Con il nuovo CCNL Metalmeccanica industria cambiano in modo significativo le regole sui Permessi Annui Retribuiti (PAR), sia nella distribuzione tra quota collettiva e individuale, sia nelle modalità di utilizzo, nei preavvisi e nelle tutele per chi lavora su turni. Le novità incidono direttamente sull’organizzazione del lavoro e sulla possibilità, per i lavoratori, di gestire in modo più flessibile le proprie assenze retribuite.

Come vengono ripartiti i 13 PAR

Il contratto conferma il monte annuo di 13 Permessi Annui Retribuiti, ma ne ridefinisce l’articolazione.
I PAR saranno suddivisi in 7 a carattere collettivo e 6 a carattere individuale. Tuttavia, se la Direzione non pianifica entro il mese di settembre i 7 PAR collettivi, questi diventano automaticamente individuali. È una modifica rilevante, perché rafforza il potere di scelta del lavoratore quando l’azienda non esercita tempestivamente la programmazione.

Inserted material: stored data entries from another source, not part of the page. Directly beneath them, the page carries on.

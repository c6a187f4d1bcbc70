//! Shared types, error model, and configuration for the QA merger.
//!
//! This crate is the foundation depended on by the other workspace crates.
//! It provides:
//! - [`QaMergeError`], the unified error type
//! - Domain types ([`QaRecord`], [`Priority`])
//! - Configuration ([`AppConfig`], [`MergeConfig`], config loading)

pub mod config;
pub mod error;
pub mod types;

// Re-export public API at crate root for ergonomic imports.
pub use config::{
    AppConfig, CONFIG_FILE_NAME, MatchingConfig, MergeConfig, PathsConfig, TabularConfig,
    config_file_path, init_config, load_config, load_config_from, parse_delimiter,
};
pub use error::{QaMergeError, Result};
pub use types::{MANUAL_SOURCE, Priority, QaRecord, TABULAR_COLUMNS, UnknownPriority};
//! Loading and persisting Q&A collections.
//!
//! A collection is a pretty-printed JSON array of [`QaRecord`]s. Rendering is
//! canonical: parsing a written file and rendering it again yields the same
//! bytes.

use std::path::{Path, PathBuf};

use sha2::{Digest, Sha256};
use tracing::{debug, info, instrument, warn};

use qamerge_shared::{QaMergeError, QaRecord, Result};

/// Load the collection at `path`.
///
/// Returns `Ok(None)` only when the file does not exist; the merge then
/// starts from an empty base. Any other read failure is a load error.
#[instrument(skip_all, fields(path = %path.display()))]
pub fn load_collection(path: &Path) -> Result<Option<Vec<QaRecord>>> {
    let content = match std::fs::read_to_string(path) {
        Ok(content) => content,
        Err(e) if e.kind() == std::io::ErrorKind::NotFound => {
            warn!("existing collection not found, starting from an empty base");
            return Ok(None);
        }
        Err(e) => return Err(QaMergeError::load(path, format!("cannot read file: {e}"))),
    };

    let records = parse_collection(path, &content)?;

    info!(records = records.len(), "loaded existing collection");
    Ok(Some(records))
}

/// Parse collection JSON text. `origin` is only used in error messages.
///
/// Every record must have a non-blank question and answer.
pub fn parse_collection(origin: &Path, content: &str) -> Result<Vec<QaRecord>> {
    let records: Vec<QaRecord> = serde_json::from_str(content)
        .map_err(|e| QaMergeError::load(origin, format!("invalid collection JSON: {e}")))?;

    for (index, record) in records.iter().enumerate() {
        if record.question.trim().is_empty() {
            return Err(QaMergeError::load(
                origin,
                format!("record {index} has an empty question"),
            ));
        }
        if record.answer.trim().is_empty() {
            return Err(QaMergeError::load(
                origin,
                format!("record {index} has an empty answer"),
            ));
        }
    }

    Ok(records)
}

/// Render records in the canonical on-disk form.
pub fn render_collection(records: &[QaRecord]) -> Result<String> {
    let mut json = serde_json::to_string_pretty(records)
        .map_err(|e| QaMergeError::Serialize(e.to_string()))?;
    json.push('\n');
    Ok(json)
}

/// Write `records` to `path` atomically (temp file, then rename).
///
/// Returns the SHA-256 hex digest of the bytes written. On failure the
/// target is left untouched and the temp file is removed.
#[instrument(skip_all, fields(path = %path.display(), records = records.len()))]
pub fn write_collection(path: &Path, records: &[QaRecord]) -> Result<String> {
    let content = render_collection(records)?;

    let parent = match path.parent() {
        Some(p) if !p.as_os_str().is_empty() => p.to_path_buf(),
        _ => PathBuf::from("."),
    };
    if !parent.is_dir() {
        return Err(QaMergeError::write(
            path,
            std::io::Error::new(
                std::io::ErrorKind::NotFound,
                format!("directory {} does not exist", parent.display()),
            ),
        ));
    }

    let temp = temp_path_for(path);

    if let Err(e) = std::fs::write(&temp, &content) {
        let _ = std::fs::remove_file(&temp);
        return Err(QaMergeError::write(path, e));
    }

    if let Err(e) = std::fs::rename(&temp, path) {
        let _ = std::fs::remove_file(&temp);
        return Err(QaMergeError::write(path, e));
    }

    let mut hasher = Sha256::new();
    hasher.update(content.as_bytes());
    let hash = format!("{:x}", hasher.finalize());

    debug!(size = content.len(), sha256 = %hash, "wrote collection");
    Ok(hash)
}

/// Hidden sibling temp file used for the atomic write.
fn temp_path_for(path: &Path) -> PathBuf {
    let name = path
        .file_name()
        .map(|n| n.to_string_lossy().into_owned())
        .unwrap_or_else(|| "collection.json".to_string());
    path.with_file_name(format!(".{name}.tmp"))
}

Più permessi per chi lavora su turni notturni

Per i lavoratori non siderurgici impiegati in sistemi di turnazione particolarmente gravosi arrivano permessi aggiuntivi.
Dal 1° gennaio 2027, chi opera su 18 o più turni settimanali comprendendo il turno notturno avrà 4 ore di PAR in più all’anno, riproporzionate in base al servizio.
Dal 1° gennaio 2028, lo stesso incremento di 4 ore annue scatterà per chi lavora su 21 turni settimanali con notte. Queste ore sono assorbibili da eventuali riduzioni già previste a livello aziendale.

Fruizione collettiva e richieste individuali

Resta la possibilità di utilizzare fino a 7 PAR in forma collettiva, anche per singoli reparti o gruppi di lavoratori, previo esame congiunto con la RSU che si considera concluso dopo 10 giorni, ridotti a 3 in caso di urgenze.
Sul fronte individuale, il preavviso minimo scende a 7 giorni e sale al 6% il limite massimo di assenze contemporanee per turno. Inoltre, fino a 3 volte l’anno, in presenza di eventi imprevisti rilevanti, il lavoratore può assentarsi utilizzando i PAR individuali.

Conto ore e liquidazione finale

Viene confermato il conto ore individuale. Entro il primo trimestre del secondo anno, l’azienda può chiedere al lavoratore di programmare i PAR in scadenza entro il 30 giugno. In mancanza, potrà intervenire direttamente.
Al termine dei 24 mesi, le ore residue non godute vengono liquidate in busta paga con la retribuzione in atto, garantendo così la piena valorizzazione economica dei permessi non utilizzati.